#942893 ftp.debian.org: please drop MD5sum lines from Packages

#942893#5
Date:
2019-10-22 21:30:41 UTC
From:
To:
The Packages file is growing, and we would like to keep it smaller.

The MD5sum lines are vestigial at this point.  Anything that they do
can be done better with the data from the SHA256sum lines.

Removal of the MD5sum lines would reduce the size of the gzip'ed
Packages file by ~13%, a significant win for a frequently-downloaded
file:

$ grep -v ^MD5sum < /var/lib/apt/lists/ftp.debian.org_debian_dists_sid_main_binary-amd64_Packages | gzip -9 | wc -c
9541056
0 dkg@alice:~$ cat < /var/lib/apt/lists/ftp.debian.org_debian_dists_sid_main_binary-amd64_Packages | gzip -9 | wc -c
10913735
0 dkg@alice:~$ echo $(( 100 - 100 * 9541056 / 10913735 ))
13
0 dkg@alice:~$

This removal was attempted once before, as documented in #818463, and
all of the subsequent blocking bugs appear to have been fixed in the
archive for several years.

#887831 suggests that jigdo may currently still be broken if MD5sum
goes away, but perhaps that's more of a reflection on the unmaintained
state of jigdo than it is on the state of the archive.

#942893#8
Date:
2019-10-22 21:51:56 UTC
From:
To:
Daniel Kahn Gillmor writes:

I agree it would be nice to remove MD5sum from Packages; there are a few
other fields that might also not be that useful (e.g. Maintainer).

From looking, I believe it is debian-cd's tools/grab_md5 that is using
the MD5sum from Packages (and Sources) to avoid having to compute all
these checksums itself.

We could look into either

 - writing MD5sum in a separate file only used by debian-cd (if present,
   otherwise debian-cd should fall back to using Packages), or

 - using a (truncated) sha256sum; this requires that the jigdo client
   only uses the "md5sum" as an opaque identifier for a file.

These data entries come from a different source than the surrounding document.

//! Built-in control catalogs

use stackguard_policy::Severity;

use crate::heuristics::{self, REQUIRED_TAGS};
use crate::{ComplianceControl, ControlEvaluationContext, ControlStatus, Framework};

const STORAGE: &[&str] = &[
    "s3_bucket",
    "ebs_volume",
    "efs_file_system",
    "storage_account",
    "blob_container",
    "gcs_bucket",
];

const DATABASES: &[&str] = &[
    "rds_instance",
    "rds_cluster",
    "dynamodb_table",
    "database",
    "sql_database",
    "cosmosdb_account",
    "cloudsql_instance",
];

const DATA_STORES: &[&str] = &[
    "s3_bucket",
    "ebs_volume",
    "efs_file_system",
    "storage_account",
    "blob_container",
    "gcs_bucket",
    "rds_instance",
    "rds_cluster",
    "dynamodb_table",
    "database",
    "sql_database",
    "cosmosdb_account",
    "cloudsql_instance",
];

const COMPUTE: &[&str] = &[
    "ec2_instance",
    "virtual_machine",
    "compute_instance",
    "lambda_function",
    "kubernetes_cluster",
];

const NETWORKED: &[&str] = &[
    "ec2_instance",
    "virtual_machine",
    "compute_instance",
    "kubernetes_cluster",
    "rds_instance",
    "rds_cluster",
    "database",
    "sql_database",
    "cloudsql_instance",
];

const IDENTITIES: &[&str] = &["iam_user", "iam_role", "user", "service_account"];

const ACCESS_GUARDED: &[&str] = &[
    "s3_bucket",
    "storage_account",
    "gcs_bucket",
    "rds_instance",
    "dynamodb_table",
    "database",
    "iam_role",
    "service_account",
];

const LOGGED: &[&str] = &[
    "s3_bucket",
    "rds_instance",
    "database",
    "load_balancer",
    "vpc",
    "api_gateway",
    "ec2_instance",
    "virtual_machine",
];

const HIGHLY_AVAILABLE: &[&str] = &["rds_instance", "rds_cluster", "database", "load_balancer", "kubernetes_cluster"];

const VERSIONED: &[&str] = &["s3_bucket", "blob_container", "gcs_bucket"];

const EVERYTHING: &[&str] = &["*"];

/// Defines a status fn and a reason fn for a boolean heuristic
macro_rules! heuristic_check {
    ($status:ident, $reason:ident, $check:path, $pass:literal, $fail:literal) => {
        fn $status(ctx: &ControlEvaluationContext) -> ControlStatus {
            ControlStatus::from_check($check(ctx))
        }

        fn $reason(ctx: &ControlEvaluationContext, status: ControlStatus) -> String {
            match status {
                ControlStatus::Pass => format!("{} {}", ctx.node.id, $pass),
                _ => format!("{} {}", ctx.node.id, $fail),
            }
        }
    };
}

heuristic_check!(
    encryption_status,
    encryption_reason,
    heuristics::has_encryption,
    "is encrypted at rest",
    "has no encryption at rest (no encryption flag, key, edge, or tag)"
);
heuristic_check!(
    isolation_status,
    isolation_reason,
    heuristics::has_network_isolation,
    "is placed on a private network",
    "is publicly reachable or outside a private network"
);
heuristic_check!(
    logging_status,
    logging_reason,
    heuristics::has_logging,
    "has logging enabled",
    "has no access or audit logging"
);
heuristic_check!(
    backup_status,
    backup_reason,
    heuristics::has_backup,
    "is backed up",
    "has no backup or point-in-time recovery"
);
heuristic_check!(
    monitoring_status,
    monitoring_reason,
    heuristics::has_monitoring,
    "is monitored",
    "has no monitoring or alarms"
);
heuristic_check!(
    access_status,
    access_reason,
    heuristics::has_access_control,
    "is guarded by an access policy",
    "has no access policy, role binding, or security group"
);
heuristic_check!(
    availability_status,
    availability_reason,
    heuristics::has_high_availability,
    "is deployed redundantly",
    "runs without zone redundancy or replicas"
);
heuristic_check!(
    versioning_status,
    versioning_reason,
    heuristics::has_versioning,
    "has versioning enabled",
    "has versioning disabled"
);
heuristic_check!(
    authentication_status,
    authentication_reason,
    heuristics::has_strong_authentication,
    "requires strong authentication",
    "does not require MFA or a strong password policy"
);

fn tagging_status(ctx: &ControlEvaluationContext) -> ControlStatus {
    if heuristics::has_required_tags(ctx, REQUIRED_TAGS) {
        ControlStatus::Pass
    } else if heuristics::has_some_required_tags(ctx, REQUIRED_TAGS) {
        ControlStatus::Warning
    } else {
        ControlStatus::Fail
    }
}

fn tagging_reason(ctx: &ControlEvaluationContext, status: ControlStatus) -> String {
    let missing: Vec<&str> = REQUIRED_TAGS
        .iter()
        .copied()
        .filter(|t| ctx.tag(t).map_or(true, |v| v.trim().is_empty()))
        .collect();
    match status {
        ControlStatus::Pass => format!("{} carries all required tags", ctx.node.id),
        _ => format!("{} is missing tags: {}", ctx.node.id, missing.join(", ")),
    }
}

/// Builds a catalog entry; keeps the tables below readable
#[allow(clippy::too_many_arguments)]
const fn control(
    id: &'static str,
    framework: Framework,
    section: &'static str,
    title: &'static str,
    description: &'static str,
    severity: Severity,
    applicable_resource_types: &'static [&'static str],
    evaluate: crate::EvaluateFn,
    reason: crate::ReasonFn,
) -> ComplianceControl {
    ComplianceControl {
        id,
        framework,
        section,
        title,
        description,
        severity,
        applicable_resource_types,
        evaluate,
        reason,
    }
}

static SOC2: &[ComplianceControl] = &[
    control(
        "SOC2-CC6.1-ENC",
        Framework::Soc2,
        "CC6.1",
        "Encryption of data at rest",
        "Data stores encrypt stored data with managed keys",
        Severity::High,
        DATA_STORES,
        encryption_status,
        encryption_reason,
    ),
    control(
        "SOC2-CC6.1-IAM",
        Framework::Soc2,
        "CC6.1",
        "Logical access controls",
        "Access to data stores and roles is restricted by policy",
        Severity::High,
        ACCESS_GUARDED,
        access_status,
        access_reason,
    ),
    control(
        "SOC2-CC6.1-MFA",
        Framework::Soc2,
        "CC6.1",
        "Strong authentication",
        "Human identities authenticate with MFA or SSO",
        Severity::Critical,
        IDENTITIES,
        authentication_status,
        authentication_reason,
    ),
    control(
        "SOC2-CC6.6-NET",
        Framework::Soc2,
        "CC6.6",
        "Network boundary protection",
        "Workloads and databases sit behind a private network boundary",
        Severity::Medium,
        NETWORKED,
        isolation_status,
        isolation_reason,
    ),
    control(
        "SOC2-CC7.2-LOG",
        Framework::Soc2,
        "CC7.2",
        "System activity logging",
        "Security-relevant activity is logged",
        Severity::Medium,
        LOGGED,
        logging_status,
        logging_reason,
    ),
    control(
        "SOC2-CC7.2-MON",
        Framework::Soc2,
        "CC7.2",
        "System monitoring",
        "Compute and databases are monitored for anomalies",
        Severity::Medium,
        COMPUTE,
        monitoring_status,
        monitoring_reason,
    ),
    control(
        "SOC2-A1.2-BAK",
        Framework::Soc2,
        "A1.2",
        "Backup and recovery",
        "Databases are backed up and recoverable",
        Severity::High,
        DATABASES,
        backup_status,
        backup_reason,
    ),
    control(
        "SOC2-A1.2-HA",
        Framework::Soc2,
        "A1.2",
        "Availability",
        "Critical services run redundantly",
        Severity::Medium,
        HIGHLY_AVAILABLE,
        availability_status,
        availability_reason,
    ),
    control(
        "SOC2-CC1.3-TAG",
        Framework::Soc2,
        "CC1.3",
        "Asset ownership",
        "Every resource names its owner and environment",
        Severity::Low,
        EVERYTHING,
        tagging_status,
        tagging_reason,
    ),
];

static CIS: &[ComplianceControl] = &[
    control(
        "CIS-1.10",
        Framework::Cis,
        "1.10",
        "MFA for console users",
        "Multi-factor authentication is enabled for all users",
        Severity::Critical,
        IDENTITIES,
        authentication_status,
        authentication_reason,
    ),
    control(
        "CIS-2.1.1",
        Framework::Cis,
        "2.1.1",
        "Bucket encryption",
        "Object storage enforces server-side encryption",
        Severity::High,
        STORAGE,
        encryption_status,
        encryption_reason,
    ),
    control(
        "CIS-2.1.3",
        Framework::Cis,
        "2.1.3",
        "Bucket versioning",
        "Object storage keeps prior versions",
        Severity::Medium,
        VERSIONED,
        versioning_status,
        versioning_reason,
    ),
    control(
        "CIS-2.3.1",
        Framework::Cis,
        "2.3.1",
        "Database encryption",
        "Database storage is encrypted",
        Severity::High,
        DATABASES,
        encryption_status,
        encryption_reason,
    ),
    control(
        "CIS-3.1",
        Framework::Cis,
        "3.1",
        "Logging enabled",
        "Access and flow logging is enabled",
        Severity::Medium,
        LOGGED,
        logging_status,
        logging_reason,
    ),
    control(
        "CIS-5.2",
        Framework::Cis,
        "5.2",
        "No unrestricted ingress",
        "Instances and databases are not publicly reachable",
        Severity::High,
        NETWORKED,
        isolation_status,
        isolation_reason,
    ),
];

static HIPAA: &[ComplianceControl] = &[
    control(
        "HIPAA-164.312(a)(1)",
        Framework::Hipaa,
        "164.312(a)(1)",
        "Access control",
        "Only authorised identities can reach ePHI stores",
        Severity::High,
        ACCESS_GUARDED,
        access_status,
        access_reason,
    ),
    control(
        "HIPAA-164.312(a)(2)(iv)",
        Framework::Hipaa,
        "164.312(a)(2)(iv)",
        "Encryption and decryption",
        "ePHI at rest is encrypted",
        Severity::Critical,
        DATA_STORES,
        encryption_status,
        encryption_reason,
    ),
    control(
        "HIPAA-164.312(b)",
        Framework::Hipaa,
        "164.312(b)",
        "Audit controls",
        "Activity on systems holding ePHI is recorded",
        Severity::High,
        LOGGED,
        logging_status,
        logging_reason,
    ),
    control(
        "HIPAA-164.312(d)",
        Framework::Hipaa,
        "164.312(d)",
        "Person or entity authentication",
        "Identities are verified with strong authentication",
        Severity::High,
        IDENTITIES,
        authentication_status,
        authentication_reason,
    ),
    control(
        "HIPAA-164.312(e)(1)",
        Framework::Hipaa,
        "164.312(e)(1)",
        "Transmission security",
        "Systems holding ePHI are isolated from public networks",
        Severity::Medium,
        NETWORKED,
        isolation_status,
        isolation_reason,
    ),
    control(
        "HIPAA-164.308(a)(7)",
        Framework::Hipaa,
        "164.308(a)(7)",
        "Contingency plan",
        "ePHI stores are backed up",
        Severity::High,
        DATABASES,
        backup_status,
        backup_reason,
    ),
];

static PCI_DSS: &[ComplianceControl] = &[
    control(
        "PCI-1.3",
        Framework::PciDss,
        "1.3",
        "Restrict cardholder data environment access",
        "No direct public access to systems in the cardholder data environment",
        Severity::High,
        NETWORKED,
        isolation_status,
        isolation_reason,
    ),
    control(
        "PCI-3.4",
        Framework::PciDss,
        "3.4",
        "Render stored account data unreadable",
        "Stored cardholder data is encrypted",
        Severity::Critical,
        DATA_STORES,
        encryption_status,
        encryption_reason,
    ),
    control(
        "PCI-7.1",
        Framework::PciDss,
        "7.1",
        "Restrict access by need to know",
        "Access to cardholder data stores is limited by policy",
        Severity::High,
        ACCESS_GUARDED,
        access_status,
        access_reason,
    ),
    control(
        "PCI-8.3",
        Framework::PciDss,
        "8.3",
        "Multi-factor authentication",
        "Access into the cardholder data environment requires MFA",
        Severity::Critical,
        IDENTITIES,
        authentication_status,
        authentication_reason,
    ),
    control(
        "PCI-10.2",
        Framework::PciDss,
        "10.2",
        "Audit logs",
        "Audit logs capture access to system components",
        Severity::High,
        LOGGED,
        logging_status,
        logging_reason,
    ),
    control(
        "PCI-12.5.1",
        Framework::PciDss,
        "12.5.1",
        "Inventory of system components",
        "System components carry ownership and environment tags",
        Severity::Low,
        EVERYTHING,
        tagging_status,
        tagging_reason,
    ),
];

/// Built-in controls for a framework
pub fn controls_for(framework: Framework) -> &'static [ComplianceControl] {
    match framework {
        Framework::Soc2 => SOC2,
        Framework::Cis => CIS,
        Framework::Hipaa => HIPAA,
        Framework::PciDss => PCI_DSS,
    }
}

I've CC'ed debian-cd@ for input.

Ansgar

#942893#13
Date:
2019-10-23 08:27:54 UTC
From:
To:
Hi,

since Steve McIntyre seems to be busy, i try to answer the general
questions about jigdo.

The files .jigdo and .template get created by xorriso along with the
creation of the .iso image file.

The MD5s in .jigdo and .template are used for bringing together the
file items in both formats. .template has a byte interval gap and a MD5,
.jigdo has a MD5 and a package path, beginning at "pool/".
Like (after gunzip *.jigdo):
  FexKzYyIVG2rRb1UjUKj8Q=Debian:pool/contrib/b/biomaj-watcher/biomaj-watcher_1.2.2-4_all.deb

Insofar the MD5 (here as base64 string "FexKzYyIVG2rRb1UjUKj8Q") is only
an opaque identifier.
But at other occasions it is indeed used as error detector. See bug #772110
where jigdo-file reports a damaged download of a .deb, but is just not able
to correct the problem on its own.
Neither secure nor perfect. But better than no hint at all, i'd say.

In general, a change of the opaque identifier would demand changes in
libjte, which produces .jigdo and .template under control of xorriso,
and in jigdo-file, which would then have to learn to re-compute the
identifier of a package for its imperfect check for glitches in mirror
server or transport.

Changes in libjte would probably my realm. I am ready to follow tangible
instructions. Best relying on a checksum that it can already compute:
(MD5), (SHA1), SHA256, SHA512.

But given Steve McIntyre's silence on the discussion of bug #887831,
which is actually about beefing up jigdo-lite's initial and final
tests for success to the strength of SHA512SUMS.sign and SHA512SUMS,
i am pessimistic that a change from MD5 to some part of the SHA256
will happen soon in jigdo-lite/file.
(He would also have to package the new libjte version.)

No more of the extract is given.